• YOUR GOAL
From the records below, report the number of lines that contain "codes", and add nothing.

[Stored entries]
————
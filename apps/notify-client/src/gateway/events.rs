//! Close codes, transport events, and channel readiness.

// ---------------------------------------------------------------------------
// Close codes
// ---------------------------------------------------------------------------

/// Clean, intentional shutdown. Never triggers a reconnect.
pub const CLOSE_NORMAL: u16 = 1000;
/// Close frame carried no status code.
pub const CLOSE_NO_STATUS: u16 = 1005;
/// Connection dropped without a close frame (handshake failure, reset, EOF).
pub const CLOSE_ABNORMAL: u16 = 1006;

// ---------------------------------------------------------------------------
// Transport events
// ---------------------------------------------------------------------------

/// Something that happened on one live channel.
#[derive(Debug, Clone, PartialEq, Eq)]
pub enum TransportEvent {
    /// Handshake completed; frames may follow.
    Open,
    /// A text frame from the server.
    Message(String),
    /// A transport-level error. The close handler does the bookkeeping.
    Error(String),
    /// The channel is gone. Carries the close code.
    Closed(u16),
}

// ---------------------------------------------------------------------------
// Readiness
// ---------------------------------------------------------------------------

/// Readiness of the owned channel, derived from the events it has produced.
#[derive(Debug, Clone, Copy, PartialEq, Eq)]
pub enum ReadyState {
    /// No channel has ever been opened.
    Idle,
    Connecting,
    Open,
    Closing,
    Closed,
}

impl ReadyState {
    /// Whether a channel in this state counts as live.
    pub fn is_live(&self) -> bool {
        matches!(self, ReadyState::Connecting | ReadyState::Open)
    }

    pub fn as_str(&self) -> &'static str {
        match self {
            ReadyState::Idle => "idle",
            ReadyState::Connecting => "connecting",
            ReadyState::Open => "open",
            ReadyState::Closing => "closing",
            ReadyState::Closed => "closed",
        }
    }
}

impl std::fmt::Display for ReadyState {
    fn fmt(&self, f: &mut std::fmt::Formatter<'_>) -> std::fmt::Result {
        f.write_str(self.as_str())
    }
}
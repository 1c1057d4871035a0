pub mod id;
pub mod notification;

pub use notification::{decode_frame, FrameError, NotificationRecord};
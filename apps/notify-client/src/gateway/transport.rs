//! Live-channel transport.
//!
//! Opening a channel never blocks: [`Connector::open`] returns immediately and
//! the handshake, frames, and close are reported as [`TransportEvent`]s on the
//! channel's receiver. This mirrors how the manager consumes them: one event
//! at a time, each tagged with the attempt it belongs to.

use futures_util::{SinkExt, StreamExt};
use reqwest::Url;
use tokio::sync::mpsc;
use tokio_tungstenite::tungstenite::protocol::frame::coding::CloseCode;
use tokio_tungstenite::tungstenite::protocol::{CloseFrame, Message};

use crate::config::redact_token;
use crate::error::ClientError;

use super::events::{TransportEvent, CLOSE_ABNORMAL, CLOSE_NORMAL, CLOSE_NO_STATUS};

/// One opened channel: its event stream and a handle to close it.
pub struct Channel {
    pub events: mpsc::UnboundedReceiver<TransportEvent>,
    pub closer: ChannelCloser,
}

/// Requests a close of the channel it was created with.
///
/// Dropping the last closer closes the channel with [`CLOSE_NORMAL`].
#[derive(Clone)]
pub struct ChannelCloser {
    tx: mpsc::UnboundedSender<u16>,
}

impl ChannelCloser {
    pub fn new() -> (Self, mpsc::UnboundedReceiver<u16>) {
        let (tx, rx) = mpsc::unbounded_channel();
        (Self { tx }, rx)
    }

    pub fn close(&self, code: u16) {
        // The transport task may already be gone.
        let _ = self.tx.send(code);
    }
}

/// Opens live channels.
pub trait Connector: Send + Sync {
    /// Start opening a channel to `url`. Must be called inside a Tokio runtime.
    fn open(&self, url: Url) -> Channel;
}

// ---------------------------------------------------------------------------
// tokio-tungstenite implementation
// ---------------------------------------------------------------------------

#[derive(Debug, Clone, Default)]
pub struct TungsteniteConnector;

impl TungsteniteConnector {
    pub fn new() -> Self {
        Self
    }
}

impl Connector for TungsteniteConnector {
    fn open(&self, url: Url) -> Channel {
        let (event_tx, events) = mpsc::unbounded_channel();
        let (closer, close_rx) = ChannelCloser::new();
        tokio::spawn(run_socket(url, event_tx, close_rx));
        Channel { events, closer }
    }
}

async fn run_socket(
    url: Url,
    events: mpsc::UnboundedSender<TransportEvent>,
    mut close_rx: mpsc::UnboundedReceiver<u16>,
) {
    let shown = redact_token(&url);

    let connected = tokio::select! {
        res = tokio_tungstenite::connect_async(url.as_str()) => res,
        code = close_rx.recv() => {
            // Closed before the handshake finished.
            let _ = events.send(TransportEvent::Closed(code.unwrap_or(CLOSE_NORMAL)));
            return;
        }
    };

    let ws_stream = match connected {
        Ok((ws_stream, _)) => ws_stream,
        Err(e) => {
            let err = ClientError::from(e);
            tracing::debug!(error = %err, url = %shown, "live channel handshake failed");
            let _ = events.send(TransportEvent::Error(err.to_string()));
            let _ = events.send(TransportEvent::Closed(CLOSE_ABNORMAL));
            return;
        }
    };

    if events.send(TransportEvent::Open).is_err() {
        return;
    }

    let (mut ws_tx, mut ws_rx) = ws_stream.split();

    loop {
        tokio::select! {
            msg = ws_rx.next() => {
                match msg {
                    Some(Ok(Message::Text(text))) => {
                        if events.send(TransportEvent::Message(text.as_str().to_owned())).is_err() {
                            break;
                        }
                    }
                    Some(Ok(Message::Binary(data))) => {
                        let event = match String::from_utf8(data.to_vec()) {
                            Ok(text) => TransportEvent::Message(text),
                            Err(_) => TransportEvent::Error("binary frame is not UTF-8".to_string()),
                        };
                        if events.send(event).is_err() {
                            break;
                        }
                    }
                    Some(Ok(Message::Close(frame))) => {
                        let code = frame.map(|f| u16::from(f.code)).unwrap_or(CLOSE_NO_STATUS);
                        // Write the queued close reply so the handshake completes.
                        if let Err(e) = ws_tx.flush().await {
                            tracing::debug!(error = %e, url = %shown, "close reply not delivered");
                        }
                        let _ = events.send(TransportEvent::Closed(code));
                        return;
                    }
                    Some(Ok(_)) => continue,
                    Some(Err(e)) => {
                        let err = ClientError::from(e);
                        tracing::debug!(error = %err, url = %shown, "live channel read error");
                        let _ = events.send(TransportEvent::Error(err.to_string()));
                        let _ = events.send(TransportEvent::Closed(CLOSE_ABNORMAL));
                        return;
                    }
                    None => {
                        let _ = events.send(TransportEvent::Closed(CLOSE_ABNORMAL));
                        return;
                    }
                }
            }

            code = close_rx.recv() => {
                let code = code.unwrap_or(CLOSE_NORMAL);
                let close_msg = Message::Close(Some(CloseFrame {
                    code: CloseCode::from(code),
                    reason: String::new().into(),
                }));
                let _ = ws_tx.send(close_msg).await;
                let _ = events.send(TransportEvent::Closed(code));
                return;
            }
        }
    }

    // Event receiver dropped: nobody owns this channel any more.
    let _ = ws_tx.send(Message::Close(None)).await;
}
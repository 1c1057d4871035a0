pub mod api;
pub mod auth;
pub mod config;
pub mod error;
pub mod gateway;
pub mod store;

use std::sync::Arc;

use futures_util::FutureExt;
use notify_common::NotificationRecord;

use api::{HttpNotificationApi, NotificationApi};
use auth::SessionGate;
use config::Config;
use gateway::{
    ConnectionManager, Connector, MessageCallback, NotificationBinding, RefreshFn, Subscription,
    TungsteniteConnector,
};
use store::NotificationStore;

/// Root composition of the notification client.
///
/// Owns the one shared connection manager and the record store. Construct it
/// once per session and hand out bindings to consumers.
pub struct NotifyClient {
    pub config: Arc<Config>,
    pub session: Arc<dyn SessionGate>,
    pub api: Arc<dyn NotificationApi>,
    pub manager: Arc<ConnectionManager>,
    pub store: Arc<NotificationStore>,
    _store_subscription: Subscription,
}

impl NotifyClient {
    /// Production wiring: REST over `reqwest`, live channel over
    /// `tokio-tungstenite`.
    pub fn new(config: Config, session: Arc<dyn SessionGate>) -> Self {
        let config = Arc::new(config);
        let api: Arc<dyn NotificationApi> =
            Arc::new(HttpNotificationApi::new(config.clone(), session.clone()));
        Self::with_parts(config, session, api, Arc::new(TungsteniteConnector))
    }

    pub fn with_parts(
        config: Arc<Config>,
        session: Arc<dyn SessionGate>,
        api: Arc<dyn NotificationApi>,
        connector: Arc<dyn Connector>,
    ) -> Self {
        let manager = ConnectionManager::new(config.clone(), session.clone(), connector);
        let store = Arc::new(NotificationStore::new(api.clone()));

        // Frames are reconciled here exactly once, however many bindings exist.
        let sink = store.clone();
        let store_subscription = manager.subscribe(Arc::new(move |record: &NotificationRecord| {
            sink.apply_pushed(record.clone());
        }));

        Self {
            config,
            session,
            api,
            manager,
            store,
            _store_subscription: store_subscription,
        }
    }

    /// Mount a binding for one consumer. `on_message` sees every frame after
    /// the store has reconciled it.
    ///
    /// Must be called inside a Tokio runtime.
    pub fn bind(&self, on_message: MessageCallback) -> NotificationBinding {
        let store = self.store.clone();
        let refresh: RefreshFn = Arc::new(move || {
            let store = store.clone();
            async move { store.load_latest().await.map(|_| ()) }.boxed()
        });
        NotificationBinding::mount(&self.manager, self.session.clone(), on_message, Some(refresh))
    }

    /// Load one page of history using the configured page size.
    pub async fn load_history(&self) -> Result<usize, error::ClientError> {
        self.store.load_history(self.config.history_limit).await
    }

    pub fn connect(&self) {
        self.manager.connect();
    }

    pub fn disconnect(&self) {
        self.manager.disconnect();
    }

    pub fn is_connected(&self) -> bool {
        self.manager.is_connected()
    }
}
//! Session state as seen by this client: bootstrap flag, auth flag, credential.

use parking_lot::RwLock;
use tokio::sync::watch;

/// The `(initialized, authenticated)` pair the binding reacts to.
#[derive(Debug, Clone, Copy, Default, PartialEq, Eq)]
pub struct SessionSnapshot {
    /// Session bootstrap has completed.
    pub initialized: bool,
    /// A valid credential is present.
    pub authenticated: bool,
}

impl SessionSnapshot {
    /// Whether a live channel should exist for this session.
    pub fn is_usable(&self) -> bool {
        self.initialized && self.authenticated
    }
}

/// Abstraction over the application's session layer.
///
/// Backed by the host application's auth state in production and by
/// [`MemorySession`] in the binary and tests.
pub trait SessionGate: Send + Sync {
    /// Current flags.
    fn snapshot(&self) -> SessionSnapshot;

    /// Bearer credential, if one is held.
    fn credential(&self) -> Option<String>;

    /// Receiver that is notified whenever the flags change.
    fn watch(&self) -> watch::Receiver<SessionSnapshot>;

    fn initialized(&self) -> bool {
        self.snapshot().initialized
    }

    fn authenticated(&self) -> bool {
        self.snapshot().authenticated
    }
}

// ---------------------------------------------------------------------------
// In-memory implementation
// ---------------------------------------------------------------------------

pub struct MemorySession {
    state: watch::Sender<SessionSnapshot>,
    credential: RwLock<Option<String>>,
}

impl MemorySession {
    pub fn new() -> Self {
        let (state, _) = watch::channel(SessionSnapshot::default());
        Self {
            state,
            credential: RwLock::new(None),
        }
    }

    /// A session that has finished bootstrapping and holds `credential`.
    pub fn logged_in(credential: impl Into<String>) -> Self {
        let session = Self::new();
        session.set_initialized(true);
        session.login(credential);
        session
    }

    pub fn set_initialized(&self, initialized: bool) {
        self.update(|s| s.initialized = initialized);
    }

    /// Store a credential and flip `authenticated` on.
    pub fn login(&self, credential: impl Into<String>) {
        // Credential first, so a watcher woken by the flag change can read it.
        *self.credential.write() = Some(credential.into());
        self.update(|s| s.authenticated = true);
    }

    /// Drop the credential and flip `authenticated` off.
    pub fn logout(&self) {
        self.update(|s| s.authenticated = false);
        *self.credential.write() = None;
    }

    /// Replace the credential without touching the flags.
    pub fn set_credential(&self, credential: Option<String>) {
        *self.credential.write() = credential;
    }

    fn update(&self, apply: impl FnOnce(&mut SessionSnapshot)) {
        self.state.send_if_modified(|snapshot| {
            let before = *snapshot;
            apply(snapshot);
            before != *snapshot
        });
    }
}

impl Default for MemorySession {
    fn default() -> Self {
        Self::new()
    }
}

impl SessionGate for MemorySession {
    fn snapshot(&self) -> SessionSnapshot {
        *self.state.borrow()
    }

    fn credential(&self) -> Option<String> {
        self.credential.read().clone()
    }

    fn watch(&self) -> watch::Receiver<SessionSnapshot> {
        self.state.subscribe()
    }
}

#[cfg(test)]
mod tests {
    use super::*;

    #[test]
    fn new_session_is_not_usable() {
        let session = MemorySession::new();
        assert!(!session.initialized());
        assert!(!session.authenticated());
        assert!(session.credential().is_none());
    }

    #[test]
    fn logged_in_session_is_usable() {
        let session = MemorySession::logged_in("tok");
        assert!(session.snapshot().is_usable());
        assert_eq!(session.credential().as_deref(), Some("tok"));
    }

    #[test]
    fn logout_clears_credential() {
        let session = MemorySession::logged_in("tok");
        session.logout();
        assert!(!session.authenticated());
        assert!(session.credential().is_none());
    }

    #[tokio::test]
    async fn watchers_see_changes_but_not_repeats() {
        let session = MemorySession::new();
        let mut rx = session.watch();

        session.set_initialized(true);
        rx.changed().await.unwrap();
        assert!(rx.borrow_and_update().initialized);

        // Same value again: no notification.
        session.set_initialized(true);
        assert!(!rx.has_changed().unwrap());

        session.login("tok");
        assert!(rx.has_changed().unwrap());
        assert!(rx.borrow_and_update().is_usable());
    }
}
————
• YOUR RESPONSE
2